● **Record extracts**:
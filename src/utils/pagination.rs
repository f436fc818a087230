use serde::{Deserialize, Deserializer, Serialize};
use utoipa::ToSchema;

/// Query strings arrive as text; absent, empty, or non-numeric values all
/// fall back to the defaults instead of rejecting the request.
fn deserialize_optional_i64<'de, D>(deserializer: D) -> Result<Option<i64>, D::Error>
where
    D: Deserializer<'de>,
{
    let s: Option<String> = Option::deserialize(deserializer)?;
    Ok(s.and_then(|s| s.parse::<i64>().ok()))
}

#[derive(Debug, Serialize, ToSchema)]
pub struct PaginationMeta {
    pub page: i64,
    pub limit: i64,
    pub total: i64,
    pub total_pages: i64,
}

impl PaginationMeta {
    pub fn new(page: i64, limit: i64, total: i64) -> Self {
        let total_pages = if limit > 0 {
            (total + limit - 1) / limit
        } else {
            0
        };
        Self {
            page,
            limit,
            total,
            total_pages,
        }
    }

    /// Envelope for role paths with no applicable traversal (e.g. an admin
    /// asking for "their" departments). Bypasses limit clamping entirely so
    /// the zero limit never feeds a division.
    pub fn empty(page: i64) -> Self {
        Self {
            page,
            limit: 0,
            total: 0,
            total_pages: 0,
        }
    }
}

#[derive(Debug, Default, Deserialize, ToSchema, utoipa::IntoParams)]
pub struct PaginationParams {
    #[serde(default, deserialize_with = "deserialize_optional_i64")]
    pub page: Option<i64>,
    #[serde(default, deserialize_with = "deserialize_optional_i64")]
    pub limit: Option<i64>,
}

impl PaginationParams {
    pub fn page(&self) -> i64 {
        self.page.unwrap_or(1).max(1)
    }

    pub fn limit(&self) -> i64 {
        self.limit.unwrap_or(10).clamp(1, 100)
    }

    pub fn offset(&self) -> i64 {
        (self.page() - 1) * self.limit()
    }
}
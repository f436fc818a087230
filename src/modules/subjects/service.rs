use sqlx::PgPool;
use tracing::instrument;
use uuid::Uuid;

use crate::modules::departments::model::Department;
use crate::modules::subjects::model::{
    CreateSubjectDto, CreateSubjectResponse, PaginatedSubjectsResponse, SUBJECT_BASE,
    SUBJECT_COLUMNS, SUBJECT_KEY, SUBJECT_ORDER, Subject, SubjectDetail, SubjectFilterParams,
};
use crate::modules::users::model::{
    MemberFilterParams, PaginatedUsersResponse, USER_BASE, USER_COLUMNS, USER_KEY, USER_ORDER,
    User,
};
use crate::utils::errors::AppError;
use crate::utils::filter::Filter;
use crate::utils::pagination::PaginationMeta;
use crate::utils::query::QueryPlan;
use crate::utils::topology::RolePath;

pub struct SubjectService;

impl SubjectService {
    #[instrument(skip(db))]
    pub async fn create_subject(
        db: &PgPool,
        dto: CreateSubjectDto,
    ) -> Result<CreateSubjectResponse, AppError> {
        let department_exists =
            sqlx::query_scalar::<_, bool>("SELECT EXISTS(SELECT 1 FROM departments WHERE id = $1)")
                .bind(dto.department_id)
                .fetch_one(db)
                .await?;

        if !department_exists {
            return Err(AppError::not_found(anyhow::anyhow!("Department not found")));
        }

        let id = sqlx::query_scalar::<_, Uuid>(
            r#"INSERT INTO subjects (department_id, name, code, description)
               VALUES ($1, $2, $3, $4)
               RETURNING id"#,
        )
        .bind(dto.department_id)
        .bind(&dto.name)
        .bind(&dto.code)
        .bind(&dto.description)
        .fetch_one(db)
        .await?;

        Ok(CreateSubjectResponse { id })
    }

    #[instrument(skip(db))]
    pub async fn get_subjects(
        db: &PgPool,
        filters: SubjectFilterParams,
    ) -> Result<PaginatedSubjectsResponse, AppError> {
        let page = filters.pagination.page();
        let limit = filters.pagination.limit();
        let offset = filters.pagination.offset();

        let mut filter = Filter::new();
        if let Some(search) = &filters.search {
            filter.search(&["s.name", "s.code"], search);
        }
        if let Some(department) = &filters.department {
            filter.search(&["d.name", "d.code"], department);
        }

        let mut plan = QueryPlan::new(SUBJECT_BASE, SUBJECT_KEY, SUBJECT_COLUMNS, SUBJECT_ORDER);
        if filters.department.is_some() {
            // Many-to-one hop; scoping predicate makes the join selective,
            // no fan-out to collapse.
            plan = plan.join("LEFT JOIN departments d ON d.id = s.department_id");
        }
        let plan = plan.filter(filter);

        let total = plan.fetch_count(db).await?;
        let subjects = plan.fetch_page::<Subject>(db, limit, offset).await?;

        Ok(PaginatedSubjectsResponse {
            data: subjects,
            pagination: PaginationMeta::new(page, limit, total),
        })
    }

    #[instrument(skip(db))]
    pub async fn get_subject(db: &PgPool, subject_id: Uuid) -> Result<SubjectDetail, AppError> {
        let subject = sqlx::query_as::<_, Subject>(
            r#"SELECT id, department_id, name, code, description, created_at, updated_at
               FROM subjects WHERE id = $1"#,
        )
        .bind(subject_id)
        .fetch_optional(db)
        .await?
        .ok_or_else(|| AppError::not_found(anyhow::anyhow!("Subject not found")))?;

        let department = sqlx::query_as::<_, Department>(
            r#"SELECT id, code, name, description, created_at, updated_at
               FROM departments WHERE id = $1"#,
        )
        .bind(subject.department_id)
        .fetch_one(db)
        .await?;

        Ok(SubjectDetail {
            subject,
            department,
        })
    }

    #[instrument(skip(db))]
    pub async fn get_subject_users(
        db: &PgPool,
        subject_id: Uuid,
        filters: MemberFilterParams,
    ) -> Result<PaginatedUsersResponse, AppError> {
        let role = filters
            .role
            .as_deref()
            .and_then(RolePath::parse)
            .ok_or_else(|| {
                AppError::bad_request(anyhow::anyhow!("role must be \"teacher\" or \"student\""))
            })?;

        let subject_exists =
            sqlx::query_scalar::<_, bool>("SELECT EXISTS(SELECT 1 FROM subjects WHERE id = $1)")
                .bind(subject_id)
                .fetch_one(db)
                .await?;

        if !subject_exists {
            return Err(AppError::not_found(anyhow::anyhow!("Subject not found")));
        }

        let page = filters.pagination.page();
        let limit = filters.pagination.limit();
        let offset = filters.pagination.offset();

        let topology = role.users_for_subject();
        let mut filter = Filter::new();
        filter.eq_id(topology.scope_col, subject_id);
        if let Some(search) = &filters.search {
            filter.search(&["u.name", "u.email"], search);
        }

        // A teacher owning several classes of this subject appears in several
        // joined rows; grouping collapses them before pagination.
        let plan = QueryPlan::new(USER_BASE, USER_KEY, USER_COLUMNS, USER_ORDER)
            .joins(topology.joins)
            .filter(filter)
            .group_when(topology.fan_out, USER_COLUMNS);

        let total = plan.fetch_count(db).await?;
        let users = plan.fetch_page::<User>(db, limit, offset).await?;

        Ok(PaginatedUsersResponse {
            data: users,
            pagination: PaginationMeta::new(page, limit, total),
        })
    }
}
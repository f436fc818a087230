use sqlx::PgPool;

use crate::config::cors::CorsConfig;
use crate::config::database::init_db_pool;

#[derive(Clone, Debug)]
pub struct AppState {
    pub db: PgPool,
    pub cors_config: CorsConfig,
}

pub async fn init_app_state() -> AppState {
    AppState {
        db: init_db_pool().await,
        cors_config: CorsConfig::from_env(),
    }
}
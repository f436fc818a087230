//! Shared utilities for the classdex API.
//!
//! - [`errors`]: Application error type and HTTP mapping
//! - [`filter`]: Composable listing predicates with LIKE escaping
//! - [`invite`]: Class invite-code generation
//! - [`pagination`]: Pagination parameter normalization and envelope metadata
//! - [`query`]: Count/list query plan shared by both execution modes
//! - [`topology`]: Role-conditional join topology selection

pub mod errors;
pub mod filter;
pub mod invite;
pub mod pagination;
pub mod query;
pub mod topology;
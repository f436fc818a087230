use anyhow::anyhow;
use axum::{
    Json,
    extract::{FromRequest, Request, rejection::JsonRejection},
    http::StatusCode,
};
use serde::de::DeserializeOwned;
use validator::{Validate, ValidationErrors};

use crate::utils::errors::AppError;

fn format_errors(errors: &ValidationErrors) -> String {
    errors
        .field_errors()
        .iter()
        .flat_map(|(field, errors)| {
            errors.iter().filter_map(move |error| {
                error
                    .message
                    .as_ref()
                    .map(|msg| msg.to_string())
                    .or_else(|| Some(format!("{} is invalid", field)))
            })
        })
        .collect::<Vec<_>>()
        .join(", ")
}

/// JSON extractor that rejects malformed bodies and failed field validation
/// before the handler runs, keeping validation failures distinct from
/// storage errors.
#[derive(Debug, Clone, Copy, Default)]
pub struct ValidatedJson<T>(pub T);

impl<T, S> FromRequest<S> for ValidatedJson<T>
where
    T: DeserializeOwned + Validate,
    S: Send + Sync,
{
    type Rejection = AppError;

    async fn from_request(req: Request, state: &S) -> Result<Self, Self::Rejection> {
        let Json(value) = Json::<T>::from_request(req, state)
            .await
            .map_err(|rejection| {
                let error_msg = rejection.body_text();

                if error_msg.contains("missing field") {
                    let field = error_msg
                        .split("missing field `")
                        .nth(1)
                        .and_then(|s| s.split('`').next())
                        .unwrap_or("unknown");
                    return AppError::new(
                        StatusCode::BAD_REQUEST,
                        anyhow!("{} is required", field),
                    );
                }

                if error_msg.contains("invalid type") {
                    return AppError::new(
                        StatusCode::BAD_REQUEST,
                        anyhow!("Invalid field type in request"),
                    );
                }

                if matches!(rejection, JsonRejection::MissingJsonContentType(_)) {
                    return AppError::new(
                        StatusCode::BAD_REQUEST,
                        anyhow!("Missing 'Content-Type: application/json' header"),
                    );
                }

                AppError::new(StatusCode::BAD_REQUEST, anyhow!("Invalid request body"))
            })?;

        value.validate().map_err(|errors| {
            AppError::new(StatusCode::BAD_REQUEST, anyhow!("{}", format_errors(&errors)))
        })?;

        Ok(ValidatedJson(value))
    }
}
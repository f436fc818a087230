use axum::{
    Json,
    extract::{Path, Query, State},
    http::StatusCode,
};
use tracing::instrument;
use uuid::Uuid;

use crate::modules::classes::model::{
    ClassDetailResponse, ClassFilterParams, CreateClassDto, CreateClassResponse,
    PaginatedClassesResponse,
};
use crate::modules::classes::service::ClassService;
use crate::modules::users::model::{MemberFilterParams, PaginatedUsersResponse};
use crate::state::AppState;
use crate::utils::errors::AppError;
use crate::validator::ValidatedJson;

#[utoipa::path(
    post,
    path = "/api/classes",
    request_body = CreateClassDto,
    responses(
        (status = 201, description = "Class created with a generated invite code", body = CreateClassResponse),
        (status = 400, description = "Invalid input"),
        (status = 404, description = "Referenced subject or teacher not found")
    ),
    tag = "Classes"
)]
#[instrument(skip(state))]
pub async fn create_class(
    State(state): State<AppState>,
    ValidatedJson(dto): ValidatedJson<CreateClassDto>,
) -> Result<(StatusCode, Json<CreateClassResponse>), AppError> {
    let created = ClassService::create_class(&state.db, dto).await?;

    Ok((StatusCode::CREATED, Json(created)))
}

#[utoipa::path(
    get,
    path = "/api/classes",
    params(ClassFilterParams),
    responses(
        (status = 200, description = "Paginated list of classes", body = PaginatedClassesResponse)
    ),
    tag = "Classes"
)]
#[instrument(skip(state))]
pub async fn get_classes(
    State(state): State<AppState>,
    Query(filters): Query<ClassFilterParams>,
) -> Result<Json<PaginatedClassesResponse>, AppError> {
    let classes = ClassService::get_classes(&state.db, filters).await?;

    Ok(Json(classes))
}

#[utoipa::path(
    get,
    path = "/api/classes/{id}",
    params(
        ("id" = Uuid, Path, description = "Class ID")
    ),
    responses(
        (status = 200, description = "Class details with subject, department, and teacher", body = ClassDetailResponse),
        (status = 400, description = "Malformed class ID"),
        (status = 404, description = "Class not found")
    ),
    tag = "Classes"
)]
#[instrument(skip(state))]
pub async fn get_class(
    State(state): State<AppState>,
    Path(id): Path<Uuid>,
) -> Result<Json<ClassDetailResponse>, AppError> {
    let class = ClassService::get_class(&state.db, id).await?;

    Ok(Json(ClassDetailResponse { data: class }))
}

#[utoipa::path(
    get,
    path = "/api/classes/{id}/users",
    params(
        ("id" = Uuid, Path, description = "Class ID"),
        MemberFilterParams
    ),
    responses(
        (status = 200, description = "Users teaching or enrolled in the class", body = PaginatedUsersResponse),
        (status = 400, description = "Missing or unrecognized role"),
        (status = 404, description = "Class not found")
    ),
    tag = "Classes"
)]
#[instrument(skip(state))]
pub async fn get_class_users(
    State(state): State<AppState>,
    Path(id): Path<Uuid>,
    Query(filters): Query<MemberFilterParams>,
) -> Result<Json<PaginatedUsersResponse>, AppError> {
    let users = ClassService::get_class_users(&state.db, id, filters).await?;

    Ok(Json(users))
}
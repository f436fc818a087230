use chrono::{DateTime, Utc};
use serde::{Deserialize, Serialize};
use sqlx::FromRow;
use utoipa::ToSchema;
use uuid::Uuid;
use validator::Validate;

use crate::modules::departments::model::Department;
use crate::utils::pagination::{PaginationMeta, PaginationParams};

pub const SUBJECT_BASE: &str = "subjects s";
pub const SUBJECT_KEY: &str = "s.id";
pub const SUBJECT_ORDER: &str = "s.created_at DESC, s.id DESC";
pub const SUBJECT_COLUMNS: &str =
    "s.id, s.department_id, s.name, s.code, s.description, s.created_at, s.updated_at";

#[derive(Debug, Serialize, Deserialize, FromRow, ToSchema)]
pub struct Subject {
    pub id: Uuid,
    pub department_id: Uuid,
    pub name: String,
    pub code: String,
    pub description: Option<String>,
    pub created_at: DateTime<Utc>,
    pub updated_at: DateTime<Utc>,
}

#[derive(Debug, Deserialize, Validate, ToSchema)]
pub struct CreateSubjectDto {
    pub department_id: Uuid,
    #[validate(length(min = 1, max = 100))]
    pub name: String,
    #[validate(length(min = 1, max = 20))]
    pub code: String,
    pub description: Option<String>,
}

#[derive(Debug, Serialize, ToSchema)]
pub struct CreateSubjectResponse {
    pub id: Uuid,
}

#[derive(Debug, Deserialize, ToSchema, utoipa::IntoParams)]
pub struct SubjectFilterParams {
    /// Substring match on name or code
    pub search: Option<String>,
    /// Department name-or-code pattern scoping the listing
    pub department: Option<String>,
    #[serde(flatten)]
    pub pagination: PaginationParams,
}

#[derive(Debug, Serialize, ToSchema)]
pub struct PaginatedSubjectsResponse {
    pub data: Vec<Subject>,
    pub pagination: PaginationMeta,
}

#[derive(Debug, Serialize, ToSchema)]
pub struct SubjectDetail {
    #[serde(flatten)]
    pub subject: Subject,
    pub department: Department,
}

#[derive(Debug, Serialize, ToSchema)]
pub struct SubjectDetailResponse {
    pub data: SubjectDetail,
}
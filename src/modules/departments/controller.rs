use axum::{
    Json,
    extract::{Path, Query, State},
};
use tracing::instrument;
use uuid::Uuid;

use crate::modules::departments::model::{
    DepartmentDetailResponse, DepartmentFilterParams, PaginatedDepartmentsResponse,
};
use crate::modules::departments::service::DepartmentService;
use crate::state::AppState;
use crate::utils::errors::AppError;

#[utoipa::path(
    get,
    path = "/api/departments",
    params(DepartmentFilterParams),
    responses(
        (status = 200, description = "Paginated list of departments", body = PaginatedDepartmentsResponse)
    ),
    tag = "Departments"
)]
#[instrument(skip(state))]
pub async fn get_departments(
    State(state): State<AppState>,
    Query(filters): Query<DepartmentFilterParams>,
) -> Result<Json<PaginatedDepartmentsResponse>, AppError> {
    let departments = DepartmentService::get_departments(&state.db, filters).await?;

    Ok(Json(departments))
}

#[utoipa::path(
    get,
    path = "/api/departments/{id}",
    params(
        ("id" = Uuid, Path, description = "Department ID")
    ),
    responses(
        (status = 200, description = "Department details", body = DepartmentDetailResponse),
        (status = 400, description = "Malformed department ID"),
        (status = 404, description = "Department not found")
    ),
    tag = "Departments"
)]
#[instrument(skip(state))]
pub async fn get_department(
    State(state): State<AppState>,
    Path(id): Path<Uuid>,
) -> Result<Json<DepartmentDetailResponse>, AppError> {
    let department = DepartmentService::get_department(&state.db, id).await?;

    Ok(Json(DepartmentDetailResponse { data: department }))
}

● **What to do**:
Could you transcribe the entries exactly, from the first line through the line containing "let s: Option<String>", and give nothing more?

● **Answer to this problem**:
filename src/utils/pagination.rs
repository f436fc818a087230
use serde::{Deserialize, Deserializer, Serialize};
use utoipa::ToSchema;

/// Query strings arrive as text; absent, empty, or non-numeric values all
/// fall back to the defaults instead of rejecting the request.
fn deserialize_optional_i64<'de, D>(deserializer: D) -> Result<Option<i64>, D::Error>
where
    D: Deserializer<'de>,
{
    let s: Option<String> = Option::deserialize(deserializer)?;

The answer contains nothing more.